Della kembali lagi, memberikan obat untuk Rey lalu setelah itu mengangkat piring kotor ke wastafel. Mencuci langsung kemudian menyusun ke dalam lemari piring. Della kembali lagi ke meja makan. Mengajak Rey tidur.

“Belum ngantuk sih, Del. Mau nonton dulu.” Elak Rey menolak langsung ke kamar. Sejak kembali dari kantor, Rey tidur hingga Della kembali sehingga sekarang sama sekali belum merasakan kantuk. Mungkin sebentar lagi, efek obat yang baru diminumnya.

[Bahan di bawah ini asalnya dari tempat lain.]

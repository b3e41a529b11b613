//! Application settings loaded from environment variables.

use std::env;
use std::path::PathBuf;
use std::str::FromStr;

use super::constants::{
    DEFAULT_ADMIN_NAME, DEFAULT_ARGON2_TIME_COST, DEFAULT_BCRYPT_COST, DEFAULT_JWT_ISSUER,
    DEFAULT_SERVER_HOST, DEFAULT_SERVER_PORT, DEFAULT_SHUTDOWN_GRACE_SECONDS, DEFAULT_SMTP_FROM,
    DEFAULT_SMTP_PORT,
};
use crate::domain::AdminBootstrap;
use crate::errors::{AppError, AppResult};

/// Which password hashing algorithm new hashes use
#[derive(Debug, Clone, Copy, PartialEq, Eq)]
pub enum HasherKind {
    Bcrypt,
    Argon2,
}

impl FromStr for HasherKind {
    type Err = AppError;

    fn from_str(s: &str) -> Result<Self, Self::Err> {
        match s.trim().to_ascii_lowercase().as_str() {
            "bcrypt" => Ok(HasherKind::Bcrypt),
            "argon2" | "argon2id" => Ok(HasherKind::Argon2),
            other => Err(AppError::config(format!(
                "PASSWORD_HASHER must be 'bcrypt' or 'argon2', got '{}'",
                other
            ))),
        }
    }
}

/// Outbound SMTP settings
#[derive(Clone)]
pub struct SmtpSettings {
    pub host: String,
    pub port: u16,
    pub username: Option<String>,
    pub password: Option<String>,
    pub from: String,
}

impl std::fmt::Debug for SmtpSettings {
    fn fmt(&self, f: &mut std::fmt::Formatter<'_>) -> std::fmt::Result {
        f.debug_struct("SmtpSettings")
            .field("host", &self.host)
            .field("port", &self.port)
            .field("username", &self.username)
            .field("password", &"[REDACTED]")
            .field("from", &self.from)
            .finish()
    }
}

/// Application configuration
#[derive(Clone)]
pub struct Config {
    pub database_url: String,
    pub rsa_private_key_path: PathBuf,
    pub rsa_public_key_path: PathBuf,
    pub jwt_issuer: String,
    pub hasher: HasherKind,
    pub bcrypt_cost: u32,
    pub argon2_time_cost: u32,
    /// `None` when no ADMIN_EMAIL is configured
    pub admin: Option<AdminBootstrap>,
    /// `None` disables outbound email
    pub smtp: Option<SmtpSettings>,
    pub server_host: String,
    pub server_port: u16,
    pub shutdown_grace_seconds: u64,
}

impl std::fmt::Debug for Config {
    fn fmt(&self, f: &mut std::fmt::Formatter<'_>) -> std::fmt::Result {
        f.debug_struct("Config")
            .field("database_url", &"[REDACTED]")
            .field("rsa_private_key_path", &self.rsa_private_key_path)
            .field("rsa_public_key_path", &self.rsa_public_key_path)
            .field("jwt_issuer", &self.jwt_issuer)
            .field("hasher", &self.hasher)
            .field("bcrypt_cost", &self.bcrypt_cost)
            .field("argon2_time_cost", &self.argon2_time_cost)
            .field("admin", &self.admin)
            .field("smtp", &self.smtp)
            .field("server_host", &self.server_host)
            .field("server_port", &self.server_port)
            .field("shutdown_grace_seconds", &self.shutdown_grace_seconds)
            .finish()
    }
}

impl Config {
    /// Load configuration from `.env` and environment variables.
    ///
    /// # Errors
    /// Fails if DATABASE_URL or either RSA key path is missing, or a
    /// numeric setting does not parse.
    pub fn from_env() -> AppResult<Self> {
        if let Err(e) = dotenvy::dotenv() {
            tracing::debug!("No .env file loaded: {}", e);
        }

        Self::from_lookup(|key| env::var(key).ok())
    }

    /// Build configuration from an arbitrary key lookup.
    pub fn from_lookup<F>(lookup: F) -> AppResult<Self>
    where
        F: Fn(&str) -> Option<String>,
    {
        let get = |key: &str| lookup(key).filter(|v| !v.trim().is_empty());
        let required = |key: &str| {
            get(key).ok_or_else(|| AppError::config(format!("{} must be set", key)))
        };

        let admin = get("ADMIN_EMAIL").map(|email| AdminBootstrap {
            email,
            name: get("ADMIN_NAME").unwrap_or_else(|| DEFAULT_ADMIN_NAME.to_string()),
            password: get("ADMIN_PASSWORD"),
        });

        let smtp = match get("SMTP_HOST") {
            Some(host) => Some(SmtpSettings {
                host,
                port: parse_or("SMTP_PORT", get("SMTP_PORT"), DEFAULT_SMTP_PORT)?,
                username: get("SMTP_USERNAME"),
                password: get("SMTP_PASSWORD"),
                from: get("SMTP_FROM").unwrap_or_else(|| DEFAULT_SMTP_FROM.to_string()),
            }),
            None => None,
        };

        Ok(Self {
            database_url: required("DATABASE_URL")?,
            rsa_private_key_path: PathBuf::from(required("RSA_PRIVATE_KEY_PATH")?),
            rsa_public_key_path: PathBuf::from(required("RSA_PUBLIC_KEY_PATH")?),
            jwt_issuer: get("JWT_ISSUER").unwrap_or_else(|| DEFAULT_JWT_ISSUER.to_string()),
            hasher: match get("PASSWORD_HASHER") {
                Some(kind) => kind.parse()?,
                None => HasherKind::Bcrypt,
            },
            bcrypt_cost: parse_or("BCRYPT_COST", get("BCRYPT_COST"), DEFAULT_BCRYPT_COST)?,
            argon2_time_cost: parse_or(
                "ARGON2_TIME_COST",
                get("ARGON2_TIME_COST"),
                DEFAULT_ARGON2_TIME_COST,
            )?,
            admin,
            smtp,
            server_host: get("SERVER_HOST").unwrap_or_else(|| DEFAULT_SERVER_HOST.to_string()),
            server_port: parse_or("SERVER_PORT", get("SERVER_PORT"), DEFAULT_SERVER_PORT)?,
            shutdown_grace_seconds: parse_or(
                "SHUTDOWN_GRACE_SECONDS",
                get("SHUTDOWN_GRACE_SECONDS"),
                DEFAULT_SHUTDOWN_GRACE_SECONDS,
            )?,
        })
    }

    /// Get the full server address.
    pub fn server_addr(&self) -> String {
        format!("{}:{}", self.server_host, self.server_port)
    }
}

fn parse_or<T: FromStr>(key: &str, value: Option<String>, default: T) -> AppResult<T> {
    match value {
        Some(raw) => raw
            .trim()
            .parse()
            .map_err(|_| AppError::config(format!("{} has an invalid value '{}'", key, raw))),
        None => Ok(default),
    }
}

Mengelus-elus kepala Rey di pangkuannya. Sesekali Della meluruskan pandangannya pada layar datar di depannya. Tersenyum pada acara komedi yang sedang tayang. Sedangkan Rey telah memejamkan mata, sesekali kedua matanya terbuka jika mendengar acara tersebut semakin ramai. Lalu kembali memejamkan mata.

Setengah jam berlalu, akhirnya Rey merasa kantuk. Mengambil posisi duduk, Rey memandang Della yang sedang menatapnya. Lelaki itu pun mengajaknya tidur sebab kantuk sudah menyerang.

Sebelum benar-benar memejamkan mata, Rey kembali mengganggu Della. Merepotkan wanita itu dengan meminta cium sebelum tidur. Della mengecup bibirnya sekilas tetapi Rey meminta yang lebih. Ingin lebih lama dan panas, Della pun kembali mengalah.

“Rey, lo tidur gih. Tar makin sakit.” Della menjauhkan wajah lelaki tersebut. Rey cemberut, tetapi menuruti kemauan istrinya. Menyandarkan kepala di dada Della kemudian memejamkan mata.

“Lo manja banget sih kalau sakit. Melebihi gue semasa kecil.” Kata Della mengingat kembali masa kecilnya sedang sakit demam. Wanita itu harus benar-benar memastikan Rey tidur untuk bisa memejamkan mata. Jika tidak, suaminya itu akan tetap mengganggu, meminta dielus-elus kepalanya.